TASK INSTRUCTIONS: Within the listing below, count the lines that have the string "QueryParagraphs". Answer with that number only.

RECORDS FOR PROCESSING:
━━━
//! The fixed catalogue of read operations.
//!
//! Every operation the API exposes is a variant of [`Operation`]. A variant
//! knows how to validate its inputs and which constant Cypher statement it
//! runs; the sibling modules hold the statements, the row models and the
//! projections that turn raw rows into those models.

pub mod coverages;
pub mod forms;
pub mod paragraphs;

use std::cmp::Ordering;

use serde::de::DeserializeOwned;
use serde_json::Value;

use crate::error::{GraphError, GraphResult};
use crate::store::{Record, Statement};

pub use paragraphs::ParagraphQuery;

/// Policy form used when a caller does not name one.
pub const DEFAULT_POLICY_FORM: &str = "HO00030511";

/// A named gateway operation with its inputs.
#[derive(Debug, Clone, PartialEq)]
pub enum Operation {
    TestConnection,
    ListForms,
    ListPolicyTypes,
    ListCoverages,
    PolicyTypeByForm { form_number: String },
    CoveragesByForm { form_number: String },
    CoverageTerms { form_number: String, coverage_code: String },
    CcqList { policy_form: String },
    AllParagraphs { policy_form: String },
    QueryParagraphs(ParagraphQuery),
}

impl Operation {
    pub fn name(&self) -> &'static str {
        match self {
            Self::TestConnection => "test_connection",
            Self::ListForms => "list_forms",
            Self::ListPolicyTypes => "list_policy_types",
            Self::ListCoverages => "list_coverages",
            Self::PolicyTypeByForm { .. } => "get_policy_type_by_form",
            Self::CoveragesByForm { .. } => "list_coverages_by_form",
            Self::CoverageTerms { .. } => "list_coverage_terms",
            Self::CcqList { .. } => "get_ccq_list",
            Self::AllParagraphs { .. } => "list_all_paragraphs",
            Self::QueryParagraphs(_) => "query_paragraphs",
        }
    }

    /// Check required parameters before anything reaches the store.
    pub fn validate(&self) -> GraphResult<()> {
        match self {
            Self::PolicyTypeByForm { form_number } | Self::CoveragesByForm { form_number } => {
                require("form_number", form_number)
            }
            Self::CoverageTerms {
                form_number,
                coverage_code,
            } => {
                require("form_number", form_number)?;
                require("coverage_code", coverage_code)
            }
            Self::CcqList { policy_form } | Self::AllParagraphs { policy_form } => {
                require("policy_form", policy_form)
            }
            Self::QueryParagraphs(query) => require("policy_form", query.form()),
            Self::TestConnection
            | Self::ListForms
            | Self::ListPolicyTypes
            | Self::ListCoverages => Ok(()),
        }
    }

    /// The bound statement this operation runs, or `None` for the liveness
    /// probe which issues no data query.
    pub fn statement(&self) -> Option<Statement> {
        let statement = match self {
            Self::TestConnection => return None,
            Self::ListForms => forms::list_forms_statement(),
            Self::ListPolicyTypes => forms::list_policy_types_statement(),
            Self::ListCoverages => coverages::list_coverages_statement(),
            Self::PolicyTypeByForm { form_number } => forms::policy_type_by_form_statement(form_number),
            Self::CoveragesByForm { form_number } => coverages::coverages_by_form_statement(form_number),
            Self::CoverageTerms {
                form_number,
                coverage_code,
            } => coverages::coverage_terms_statement(form_number, coverage_code),
            Self::CcqList { policy_form } => paragraphs::ccq_list_statement(policy_form),
            Self::AllParagraphs { policy_form } => paragraphs::all_paragraphs_statement(policy_form),
            Self::QueryParagraphs(query) => paragraphs::query_paragraphs_statement(query),
        };
        Some(statement)
    }
}

/// Resolve an optional policy form, falling back to the default when it is
/// missing or blank.
pub fn resolve_policy_form(policy_form: Option<&str>) -> String {
    match policy_form.map(str::trim) {
        Some(form) if !form.is_empty() => form.to_string(),
        _ => DEFAULT_POLICY_FORM.to_string(),
    }
}

fn require(name: &str, value: &str) -> GraphResult<()> {
    if value.trim().is_empty() {
        return Err(GraphError::invalid_input(format!(
            "'{}' is required and must not be empty",
            name
        )));
    }
    Ok(())
}

/// Compare optional values the way Cypher `ORDER BY` does, with nulls last.
pub(crate) fn cmp_nulls_last<T: Ord>(a: &Option<T>, b: &Option<T>) -> Ordering {
    match (a, b) {
        (Some(a), Some(b)) => a.cmp(b),
        (Some(_), None) => Ordering::Less,
        (None, Some(_)) => Ordering::Greater,
        (None, None) => Ordering::Equal,
    }
}

/// Decode every row into `T`.
pub(crate) fn decode_rows<T: DeserializeOwned>(rows: Vec<Record>) -> GraphResult<Vec<T>> {
    rows.into_iter()
        .map(|row| serde_json::from_value(Value::Object(row)).map_err(GraphError::from))
        .collect()
}

#[cfg(test)]
mod tests {
    use super::*;
    use crate::store::Param;

    #[test]
    fn test_blank_form_number_is_rejected() {
        let op = Operation::PolicyTypeByForm {
            form_number: "   ".to_string(),
        };
        assert!(matches!(op.validate(), Err(GraphError::InvalidInput(_))));
    }

    #[test]
    fn test_coverage_terms_requires_both_parameters() {
        let op = Operation::CoverageTerms {
            form_number: "HO00030511".to_string(),
            coverage_code: String::new(),
        };
        let err = op.validate().unwrap_err();
        assert!(err.to_string().contains("coverage_code"));
    }

    #[test]
    fn test_parameterless_operations_validate() {
        assert!(Operation::ListForms.validate().is_ok());
        assert!(Operation::TestConnection.validate().is_ok());
    }

    #[test]
    fn test_connection_check_has_no_statement() {
        assert!(Operation::TestConnection.statement().is_none());
    }

    #[test]
    fn test_parameters_are_bound_not_interpolated() {
        let hostile = "x' OR 1=1 //";
        let op = Operation::PolicyTypeByForm {
            form_number: hostile.to_string(),
        };
        let statement = op.statement().unwrap();
        assert!(!statement.cypher.contains(hostile));
        assert_eq!(
            statement.get_param("form_number"),
            Some(&Param::Text(hostile.to_string()))
        );
    }

    #[test]
    fn test_resolve_policy_form_defaults() {
        assert_eq!(resolve_policy_form(None), DEFAULT_POLICY_FORM);
        assert_eq!(resolve_policy_form(Some("")), DEFAULT_POLICY_FORM);
        assert_eq!(resolve_policy_form(Some("HO00050511")), "HO00050511");
    }

    #[test]
    fn test_nulls_sort_last() {
        let mut codes = vec![None, Some("B"), Some("A"), None];
        codes.sort_by(cmp_nulls_last);
        assert_eq!(codes, vec![Some("A"), Some("B"), None, None]);
    }

    #[test]
    fn test_operation_names() {
        assert_eq!(Operation::ListForms.name(), "list_forms");
        assert_eq!(
            Operation::CcqList {
                policy_form: DEFAULT_POLICY_FORM.to_string()
            }
            .name(),
            "get_ccq_list"
        );
    }
}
━━━
EXPECTED OUTPUT: 4